Another important question raised by Burley and colleagues is whether the views of people with dementia and their caregivers about BPSD vary with the type of dementia, with any particular symptom, or both. Although similar manifestations of BPSD have been reported in different types of dementia (Schwertner et al., Reference Schwertner2022), given the differences in their complexity, the degree of disturbance, and the challenges involved in their management, it is reasonable to expect different views for different situations and realities.

Burley and colleagues also addressed the terminology used by people with dementia and their caregivers to describe behavioral changes. Language shapes the way we conceptualize, perceive, and feel the world and other people. The choice of language or terminology we use can either empower or undervalue the identity, self-esteem, and behavior of a person, and intentionally or unintentionally generate or perpetuate the stigma ascribed to a person or a group with a disease or disability (Werner et al., Reference Werner, Vermeulen, Van Gorp, Simonsen, Vandenbulcke, Dröes and Schokkaert2022). This is especially true in the case of BPSD. In the last years, we have witnessed social media campaigns identified under the tag #BanBPSD calling to avoid the use of this umbrella term because of its strong association with a biomedical rather than a person-centered philosophy, leading to the overuse of chemical and physical restraints and reinforcing stigmatic beliefs about people with dementia and their family caregivers (Cunningham et al., Reference Cunningham, Macfarlane and Brodaty2019; Warren, Reference Warren2022). By examining the preferred terminology used by people with dementia and their caregivers, Burley et al. confirm the findings of a few others that BPSD is not the term of choice of caregivers despite being the one most commonly used in clinical settings (Gilmore-Bykovskyi et al., Reference Gilmore-Bykovskyi, Mullen, Block, Jacobs and Werner2020; Wolverson et al., Reference Wolverson, Moniz-Cook, Dunn and Dunning2022).

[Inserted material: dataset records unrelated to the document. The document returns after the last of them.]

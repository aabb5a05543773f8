//! Registry container and the device-matching strategy ladder

use crate::device::{Device, DeviceRecord};
use crate::error::RegistryError;
use regex::Regex;
use serde::Deserialize;
use std::collections::BTreeMap;
use std::path::Path;
use tracing::{debug, info, warn};

// Confidence floors for the identification strategies
const TOPIC_MATCH_THRESHOLD: f64 = 0.5;
const PAIR_MATCH_THRESHOLD: f64 = 0.7;
const PATTERN_MATCH_THRESHOLD: f64 = 0.6;

// Suffixes stripped during name normalization
const NOISE_SUFFIXES: [&str; 6] = [
    "point of view",
    "pov",
    "narrative",
    "narration",
    "device",
    "technique",
];

/// A device resolved from a student-written name
#[derive(Debug, Clone, PartialEq)]
pub struct DeviceMatch {
    /// Registry key of the matched device (lowercased canonical name)
    pub name: String,
    /// Match confidence in (0, 1]
    pub confidence: f64,
}

#[derive(Deserialize)]
struct KernelFile {
    #[serde(default)]
    micro_devices: Vec<DeviceRecord>,
    #[serde(default)]
    macro_pattern: Option<MacroPattern>,
}

#[derive(Deserialize)]
#[serde(untagged)]
enum MacroPattern {
    Text(String),
    Detailed {
        #[serde(default)]
        description: String,
    },
}

/// In-memory device registry with fuzzy name matching
///
/// Keys are lowercased canonical names. Duplicate names in the source file
/// keep the first record seen, which is the primary definition.
#[derive(Debug, Clone, Default)]
pub struct DeviceRegistry {
    devices: BTreeMap<String, Device>,
    normalized: BTreeMap<String, String>,
    aliases: Vec<(String, String)>,
    macro_pattern: String,
}

impl DeviceRegistry {
    /// An empty registry; matching against it always misses
    pub fn new() -> Self {
        Self::default()
    }

    /// Load a registry from a JSON file
    pub fn from_path(path: impl AsRef<Path>) -> Result<Self, RegistryError> {
        let path = path.as_ref();
        let raw = std::fs::read_to_string(path).map_err(|source| RegistryError::Io {
            path: path.display().to_string(),
            source,
        })?;
        Self::from_json_str(&raw)
    }

    /// Load a registry from JSON text
    pub fn from_json_str(raw: &str) -> Result<Self, RegistryError> {
        let kernel: KernelFile = serde_json::from_str(raw)?;

        let mut registry = Self::new();
        for record in kernel.micro_devices {
            let key = record.name.to_lowercase();
            if key.is_empty() {
                continue;
            }
            if registry.devices.contains_key(&key) {
                warn!(device = %key, "duplicate device entry ignored, keeping first");
                continue;
            }
            let normalized = normalize(&record.name);
            registry.normalized.insert(normalized, key.clone());
            registry.devices.insert(key, Device::from(record));
        }

        registry.macro_pattern = match kernel.macro_pattern {
            Some(MacroPattern::Text(text)) => text,
            Some(MacroPattern::Detailed { description }) => description,
            None => String::new(),
        };

        info!(devices = registry.devices.len(), "device registry loaded");
        Ok(registry)
    }

    /// Seed the alias table (student phrasing to canonical name)
    pub fn set_aliases(&mut self, aliases: impl IntoIterator<Item = (String, String)>) {
        self.aliases = aliases
            .into_iter()
            .map(|(a, c)| (normalize(&a), c))
            .collect();
    }

    /// Number of devices loaded
    pub fn len(&self) -> usize {
        self.devices.len()
    }

    /// Whether the registry has no devices
    pub fn is_empty(&self) -> bool {
        self.devices.is_empty()
    }

    /// Look up a device by its registry key
    pub fn get(&self, name: &str) -> Option<&Device> {
        self.devices.get(&name.to_lowercase())
    }

    /// Function text for a device, if known
    pub fn get_function(&self, name: &str) -> Option<&str> {
        self.get(name)
            .map(|d| d.function.as_str())
            .filter(|f| !f.is_empty())
    }

    /// Definition text for a device, if known
    pub fn get_definition(&self, name: &str) -> Option<&str> {
        self.get(name)
            .map(|d| d.definition.as_str())
            .filter(|d| !d.is_empty())
    }

    /// The work-level macro pattern, if the registry carried one
    pub fn macro_pattern(&self) -> Option<&str> {
        if self.macro_pattern.is_empty() {
            None
        } else {
            Some(&self.macro_pattern)
        }
    }

    /// Match a student-written device name against the registry
    ///
    /// Strategy ladder: exact key match (1.0), normalized match (0.95),
    /// then token overlap (overlap ratio scaled by 0.9, requiring at least
    /// two shared words and a scaled ratio of at least 0.5).
    pub fn match_device(&self, student_name: &str) -> Option<DeviceMatch> {
        if self.devices.is_empty() {
            return None;
        }

        // Aliases re-enter the ladder under the canonical name
        let student_name = self.apply_alias(student_name);

        let student_lower = student_name.to_lowercase().trim().to_string();
        if self.devices.contains_key(&student_lower) {
            return Some(DeviceMatch {
                name: student_lower,
                confidence: 1.0,
            });
        }

        let student_norm = normalize(&student_name);
        if let Some(key) = self.normalized.get(&student_norm) {
            return Some(DeviceMatch {
                name: key.clone(),
                confidence: 0.95,
            });
        }

        let student_words: Vec<&str> = student_norm.split_whitespace().collect();
        if student_words.is_empty() {
            return None;
        }

        let mut best: Option<DeviceMatch> = None;
        for (norm_name, key) in &self.normalized {
            let kernel_words: Vec<&str> = norm_name.split_whitespace().collect();
            let overlap = student_words
                .iter()
                .filter(|w| kernel_words.contains(w))
                .count();
            if overlap < 2 {
                continue;
            }
            let ratio = overlap as f64 / student_words.len().max(kernel_words.len()) as f64;
            let confidence = ratio * 0.9;
            if best.as_ref().is_none_or(|b| confidence > b.confidence) {
                best = Some(DeviceMatch {
                    name: key.clone(),
                    confidence,
                });
            }
        }

        best.filter(|m| m.confidence >= 0.5)
    }

    fn apply_alias(&self, name: &str) -> String {
        let normalized = normalize(name);
        for (alias, canonical) in &self.aliases {
            if *alias == normalized {
                return canonical.clone();
            }
        }
        name.to_string()
    }

    /// Identify which device the text analyzes
    ///
    /// Tries, in order: individual extracted topics, adjacent topic pairs
    /// (with a stricter floor), direct mention of a registry name in the
    /// text body, then "uses/employs X to" pattern captures.
    pub fn identify_device(&self, text: &str, topics: &[String]) -> Option<String> {
        if self.devices.is_empty() {
            return None;
        }

        let text_lower = text.to_lowercase();

        for topic in topics {
            if topic.len() < 4 {
                continue;
            }
            if let Some(m) = self.match_device(topic) {
                if m.confidence >= TOPIC_MATCH_THRESHOLD {
                    debug!(device = %m.name, topic = %topic, confidence = m.confidence,
                        "device identified from topic");
                    return Some(m.name);
                }
            }
        }

        for pair in topics.windows(2) {
            let combined = format!("{} {}", pair[0], pair[1]);
            if let Some(m) = self.match_device(&combined) {
                if m.confidence >= PAIR_MATCH_THRESHOLD {
                    debug!(device = %m.name, combined = %combined, confidence = m.confidence,
                        "device identified from topic pair");
                    return Some(m.name);
                }
            }
        }

        for name in self.devices.keys() {
            if text_lower.contains(name.as_str()) || text_lower.contains(normalize(name).as_str()) {
                debug!(device = %name, "device identified in text body");
                return Some(name.clone());
            }
        }

        for probe in usage_probes() {
            for caps in probe.captures_iter(&text_lower) {
                if let Some(candidate) = caps.get(1) {
                    if let Some(m) = self.match_device(candidate.as_str().trim()) {
                        if m.confidence >= PATTERN_MATCH_THRESHOLD {
                            debug!(device = %m.name, candidate = candidate.as_str(),
                                confidence = m.confidence, "device identified from usage pattern");
                            return Some(m.name);
                        }
                    }
                }
            }
        }

        None
    }
}

fn usage_probes() -> [Regex; 2] {
    [
        Regex::new(r"uses?\s+([a-z\s]{8,40}?)\s+(?:to|when|in|where)")
            .expect("static usage pattern is valid"),
        Regex::new(r"employs?\s+([a-z\s]{8,40}?)\s+(?:to|when|in|where)")
            .expect("static usage pattern is valid"),
    ]
}

fn normalize(name: &str) -> String {
    let mut result = name.to_lowercase();

    for suffix in NOISE_SUFFIXES {
        if result.ends_with(suffix) {
            result = result.replace(suffix, "");
            result = result.trim().to_string();
        }
    }

    let cleaned: String = result
        .chars()
        .filter(|c| c.is_alphanumeric() || c.is_whitespace())
        .collect();

    cleaned.split_whitespace().collect::<Vec<_>>().join(" ")
}

#[cfg(test)]
mod tests {
    use super::*;

    const KERNEL: &str = r#"{
        "micro_devices": [
            {
                "name": "Third-Person Limited",
                "definition": "Narration restricted to one character's perceptions",
                "pedagogical_function": "Controls what readers can know"
            },
            {
                "name": "Free Indirect Discourse",
                "definition": "Character voice bleeding into third-person narration",
                "pedagogical_function": "Blurs narrator and character"
            },
            {
                "name": "Third-Person Limited",
                "definition": "DUPLICATE ENTRY",
                "pedagogical_function": "should be ignored"
            },
            {
                "name": "Unreliable Narrator",
                "definition": "A narrator whose account cannot be trusted",
                "function": "Forces readers to read against the narration"
            }
        ],
        "macro_pattern": {"description": "Information control across the novel"}
    }"#;

    fn registry() -> DeviceRegistry {
        let mut r = DeviceRegistry::from_json_str(KERNEL).unwrap();
        r.set_aliases([
            ("pov".to_string(), "third-person limited".to_string()),
            ("fid".to_string(), "free indirect discourse".to_string()),
        ]);
        r
    }

    #[test]
    fn test_first_record_wins_on_duplicates() {
        let r = registry();
        assert_eq!(r.len(), 3);
        assert_eq!(
            r.get_definition("Third-Person Limited"),
            Some("Narration restricted to one character's perceptions")
        );
    }

    #[test]
    fn test_exact_match_full_confidence() {
        let r = registry();
        let m = r.match_device("third-person limited").unwrap();
        assert_eq!(m.name, "third-person limited");
        assert!((m.confidence - 1.0).abs() < 1e-9);
    }

    #[test]
    fn test_normalized_match() {
        let r = registry();
        // Punctuation differences fall to the normalized strategy
        let m = r.match_device("Third-Person Limited!").unwrap();
        assert_eq!(m.name, "third-person limited");
        assert!((m.confidence - 0.95).abs() < 1e-9);
    }

    #[test]
    fn test_alias_reenters_ladder() {
        let r = registry();
        let m = r.match_device("pov").unwrap();
        assert_eq!(m.name, "third-person limited");
        assert!((m.confidence - 1.0).abs() < 1e-9);
    }

    #[test]
    fn test_word_overlap_match() {
        let r = registry();
        let m = r.match_device("indirect discourse style").unwrap();
        assert_eq!(m.name, "free indirect discourse");
        assert!(m.confidence < 0.95);
        assert!(m.confidence >= 0.5);
    }

    #[test]
    fn test_single_word_overlap_rejected() {
        let r = registry();
        assert!(r.match_device("narrator voice thing").is_none());
    }

    #[test]
    fn test_empty_registry_never_matches() {
        let r = DeviceRegistry::new();
        assert!(r.match_device("unreliable narrator").is_none());
        assert!(r.identify_device("some text", &[]).is_none());
    }

    #[test]
    fn test_identify_from_topic() {
        let r = registry();
        let found = r.identify_device(
            "The story limits what we see.",
            &["Jonas".to_string(), "unreliable narrator".to_string()],
        );
        assert_eq!(found.as_deref(), Some("unreliable narrator"));
    }

    #[test]
    fn test_identify_from_text_body() {
        let r = registry();
        let found = r.identify_device(
            "The free indirect discourse lets us hear the character's doubts.",
            &[],
        );
        assert_eq!(found.as_deref(), Some("free indirect discourse"));
    }

    #[test]
    fn test_identify_from_usage_pattern() {
        let r = registry();
        let found = r.identify_device(
            "The author uses free indirect speech to show her doubts.",
            &[],
        );
        assert_eq!(found.as_deref(), Some("free indirect discourse"));
    }

    #[test]
    fn test_short_topics_skipped() {
        let r = registry();
        assert!(r.identify_device("nothing relevant here", &["pov".to_string()]).is_none());
    }

    #[test]
    fn test_function_preference() {
        let r = registry();
        assert_eq!(
            r.get_function("unreliable narrator"),
            Some("Forces readers to read against the narration")
        );
        assert_eq!(r.macro_pattern(), Some("Information control across the novel"));
    }
}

In sum, the complexity of the treatment and care of dementia became generally accepted in the last years, leading to the need for an individualized, relationship-centered approach. At the NIH Alzheimer’s Disease Research Summit in 2018, more than 80 experts in the area recommended that the main strategy to be implemented until 2025 should be to individualize and differentiate the treatment provided to people with dementia according to their characteristics. The discussions and recommendations at this meeting, however, concerned only the use of precision medicine, concentrating fully on biological and genetic characteristics to tailor prevention and care to the needs of the person (NIH, 2022). In 2019, the Alzheimer’s Association convened the Dementia Care Provider Roundtable to clarify and define how to provide person-centered care specifically for BPSD (Fazio et al., Reference Fazio2020). Twenty-three experts produced five practice recommendations to implement a person-centered approach in the community and in long-term institutions, conceptualizing changes in behavior as expressions of needs, stressing the requirement to examine antecedents, and displaying clinical and administrative flexibility before implementing rigorous identical protocols to different individuals. The group also recommended changing the use of the terms “BPSD” and “challenging behaviors” to “behavioral expressions of dementia.”

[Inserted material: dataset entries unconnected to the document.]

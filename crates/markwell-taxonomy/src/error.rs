//! Error types for taxonomy compilation

use thiserror::Error;

/// Errors that can occur while compiling taxonomy tables
///
/// These are configuration errors: they surface at engine setup and never
/// during extraction or scoring.
#[derive(Error, Debug)]
pub enum TaxonomyError {
    /// A pattern in a table failed to compile
    #[error("Invalid pattern '{pattern}' in table '{table}': {source}")]
    InvalidPattern {
        /// Name of the table containing the pattern
        table: String,
        /// The offending pattern
        pattern: String,
        /// Underlying regex error
        source: regex::Error,
    },

    /// A required table has no entries
    #[error("Table '{0}' has no entries")]
    EmptyTable(String),

    /// The argument taxonomy has no claim terms to build position patterns from
    #[error("Claim terms must not be empty")]
    NoClaimTerms,
}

The study by Burley and colleagues adds to this new initiative by supporting the adoption of a person-centered research and clinical approach in dementia in general and in the management of BPSD in particular. The authors should be commended for conducting one of the few published studies allowing persons with dementia and their caregivers to express their needs and preferences in their own voices.

Conflict of interest

None.

Description of author’s role

PW conceptualized, wrote, read, revised, and approved the submitted version.